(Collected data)
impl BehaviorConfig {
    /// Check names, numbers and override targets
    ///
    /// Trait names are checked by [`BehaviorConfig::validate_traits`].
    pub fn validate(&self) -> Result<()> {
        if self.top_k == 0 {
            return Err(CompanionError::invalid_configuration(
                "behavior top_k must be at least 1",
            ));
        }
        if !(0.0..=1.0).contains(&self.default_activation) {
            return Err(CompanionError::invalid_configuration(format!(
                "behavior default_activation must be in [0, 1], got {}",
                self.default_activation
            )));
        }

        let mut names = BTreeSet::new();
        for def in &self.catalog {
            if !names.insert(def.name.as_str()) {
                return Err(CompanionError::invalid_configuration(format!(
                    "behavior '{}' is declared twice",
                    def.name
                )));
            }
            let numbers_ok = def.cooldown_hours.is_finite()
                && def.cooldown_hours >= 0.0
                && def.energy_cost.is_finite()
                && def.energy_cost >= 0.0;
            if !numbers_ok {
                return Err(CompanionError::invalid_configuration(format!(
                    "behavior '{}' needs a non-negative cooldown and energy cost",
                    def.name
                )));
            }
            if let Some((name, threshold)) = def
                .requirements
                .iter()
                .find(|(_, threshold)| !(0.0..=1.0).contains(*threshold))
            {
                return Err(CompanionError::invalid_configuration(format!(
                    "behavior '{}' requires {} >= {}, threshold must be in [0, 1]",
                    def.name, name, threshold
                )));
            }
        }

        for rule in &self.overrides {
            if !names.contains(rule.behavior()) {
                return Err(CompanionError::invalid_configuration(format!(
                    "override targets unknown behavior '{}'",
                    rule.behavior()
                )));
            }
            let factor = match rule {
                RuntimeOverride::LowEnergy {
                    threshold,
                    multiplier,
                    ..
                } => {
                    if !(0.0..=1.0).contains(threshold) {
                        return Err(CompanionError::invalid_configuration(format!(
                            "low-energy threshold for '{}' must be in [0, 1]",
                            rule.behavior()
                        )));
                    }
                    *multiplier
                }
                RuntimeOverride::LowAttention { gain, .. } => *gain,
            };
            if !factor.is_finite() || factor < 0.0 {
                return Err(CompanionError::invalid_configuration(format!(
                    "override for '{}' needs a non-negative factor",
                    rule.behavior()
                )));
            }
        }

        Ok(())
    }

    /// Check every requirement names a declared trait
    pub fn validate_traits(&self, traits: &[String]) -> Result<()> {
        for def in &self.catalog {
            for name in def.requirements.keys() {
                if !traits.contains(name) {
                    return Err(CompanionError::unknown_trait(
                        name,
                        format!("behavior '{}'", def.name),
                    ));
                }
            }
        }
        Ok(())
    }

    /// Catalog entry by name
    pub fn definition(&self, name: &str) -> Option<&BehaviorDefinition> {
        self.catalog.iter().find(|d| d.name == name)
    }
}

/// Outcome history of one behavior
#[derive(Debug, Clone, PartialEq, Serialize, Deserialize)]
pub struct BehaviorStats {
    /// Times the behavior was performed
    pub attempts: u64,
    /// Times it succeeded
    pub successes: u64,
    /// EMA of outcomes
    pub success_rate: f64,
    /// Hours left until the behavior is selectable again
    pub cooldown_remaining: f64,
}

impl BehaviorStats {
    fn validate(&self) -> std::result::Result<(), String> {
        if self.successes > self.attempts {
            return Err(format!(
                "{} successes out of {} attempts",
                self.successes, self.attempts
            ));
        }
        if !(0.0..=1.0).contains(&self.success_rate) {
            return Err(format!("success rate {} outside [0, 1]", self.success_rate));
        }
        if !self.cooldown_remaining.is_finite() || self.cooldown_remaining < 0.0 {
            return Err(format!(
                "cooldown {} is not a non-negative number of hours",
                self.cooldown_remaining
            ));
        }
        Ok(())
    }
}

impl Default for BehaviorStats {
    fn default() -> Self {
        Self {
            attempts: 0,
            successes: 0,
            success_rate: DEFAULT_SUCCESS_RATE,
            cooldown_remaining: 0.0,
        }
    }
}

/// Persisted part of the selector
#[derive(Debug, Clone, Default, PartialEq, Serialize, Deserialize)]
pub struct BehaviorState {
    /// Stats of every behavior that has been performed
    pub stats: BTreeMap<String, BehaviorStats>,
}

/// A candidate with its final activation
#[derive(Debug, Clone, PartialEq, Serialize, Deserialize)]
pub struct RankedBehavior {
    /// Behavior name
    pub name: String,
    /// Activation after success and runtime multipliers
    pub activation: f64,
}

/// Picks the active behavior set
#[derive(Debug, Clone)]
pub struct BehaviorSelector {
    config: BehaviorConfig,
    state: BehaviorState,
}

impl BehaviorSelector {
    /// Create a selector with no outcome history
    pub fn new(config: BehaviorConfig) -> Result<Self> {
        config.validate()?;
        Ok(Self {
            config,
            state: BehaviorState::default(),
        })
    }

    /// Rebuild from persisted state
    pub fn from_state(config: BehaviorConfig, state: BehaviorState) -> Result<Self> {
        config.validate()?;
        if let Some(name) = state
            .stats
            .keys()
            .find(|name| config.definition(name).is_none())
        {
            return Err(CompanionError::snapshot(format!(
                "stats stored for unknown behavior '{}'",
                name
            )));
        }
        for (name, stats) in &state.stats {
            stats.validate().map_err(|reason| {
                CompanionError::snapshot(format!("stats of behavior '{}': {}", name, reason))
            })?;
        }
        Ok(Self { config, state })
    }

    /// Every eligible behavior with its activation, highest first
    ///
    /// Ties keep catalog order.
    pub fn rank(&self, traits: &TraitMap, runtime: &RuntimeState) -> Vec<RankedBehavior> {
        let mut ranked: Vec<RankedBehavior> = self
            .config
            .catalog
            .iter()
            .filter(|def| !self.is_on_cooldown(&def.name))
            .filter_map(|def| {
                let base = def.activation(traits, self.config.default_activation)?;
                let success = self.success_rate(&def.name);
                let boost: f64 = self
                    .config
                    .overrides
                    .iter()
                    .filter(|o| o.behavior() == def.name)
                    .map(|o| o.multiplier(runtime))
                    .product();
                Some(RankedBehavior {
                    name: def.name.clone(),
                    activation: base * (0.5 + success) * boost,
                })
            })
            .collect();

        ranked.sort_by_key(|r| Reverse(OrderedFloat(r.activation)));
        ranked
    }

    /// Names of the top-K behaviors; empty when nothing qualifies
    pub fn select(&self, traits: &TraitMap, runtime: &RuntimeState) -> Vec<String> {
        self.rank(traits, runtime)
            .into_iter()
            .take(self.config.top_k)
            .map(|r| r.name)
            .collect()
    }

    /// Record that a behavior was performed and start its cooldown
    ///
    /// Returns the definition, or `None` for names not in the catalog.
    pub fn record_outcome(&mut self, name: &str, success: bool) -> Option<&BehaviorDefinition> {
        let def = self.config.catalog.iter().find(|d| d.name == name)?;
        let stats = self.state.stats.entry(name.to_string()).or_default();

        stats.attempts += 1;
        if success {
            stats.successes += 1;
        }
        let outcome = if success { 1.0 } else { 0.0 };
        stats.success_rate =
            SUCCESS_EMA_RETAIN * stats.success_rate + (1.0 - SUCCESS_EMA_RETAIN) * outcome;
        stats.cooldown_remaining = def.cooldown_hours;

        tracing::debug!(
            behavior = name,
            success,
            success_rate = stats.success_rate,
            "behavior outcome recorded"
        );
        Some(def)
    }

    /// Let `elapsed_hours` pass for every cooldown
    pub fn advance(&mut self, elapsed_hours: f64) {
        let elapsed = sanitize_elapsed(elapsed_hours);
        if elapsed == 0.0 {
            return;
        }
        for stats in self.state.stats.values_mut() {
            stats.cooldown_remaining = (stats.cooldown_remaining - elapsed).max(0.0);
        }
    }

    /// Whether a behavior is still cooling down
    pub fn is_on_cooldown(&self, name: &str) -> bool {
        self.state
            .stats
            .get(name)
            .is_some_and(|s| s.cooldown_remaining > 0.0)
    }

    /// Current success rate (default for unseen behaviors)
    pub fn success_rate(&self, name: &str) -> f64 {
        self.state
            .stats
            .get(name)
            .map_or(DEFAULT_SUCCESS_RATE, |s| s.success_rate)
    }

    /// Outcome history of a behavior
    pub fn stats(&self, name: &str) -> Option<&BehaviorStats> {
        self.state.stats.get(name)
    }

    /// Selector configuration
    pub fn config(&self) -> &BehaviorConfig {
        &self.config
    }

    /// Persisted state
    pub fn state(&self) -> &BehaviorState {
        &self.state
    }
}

- _PROBLEM DETAILS_: Gather each line in the entries above where the string "keys" is found.

- _OUTPUT OF THE TASK_:
            for name in def.requirements.keys() {
            .keys()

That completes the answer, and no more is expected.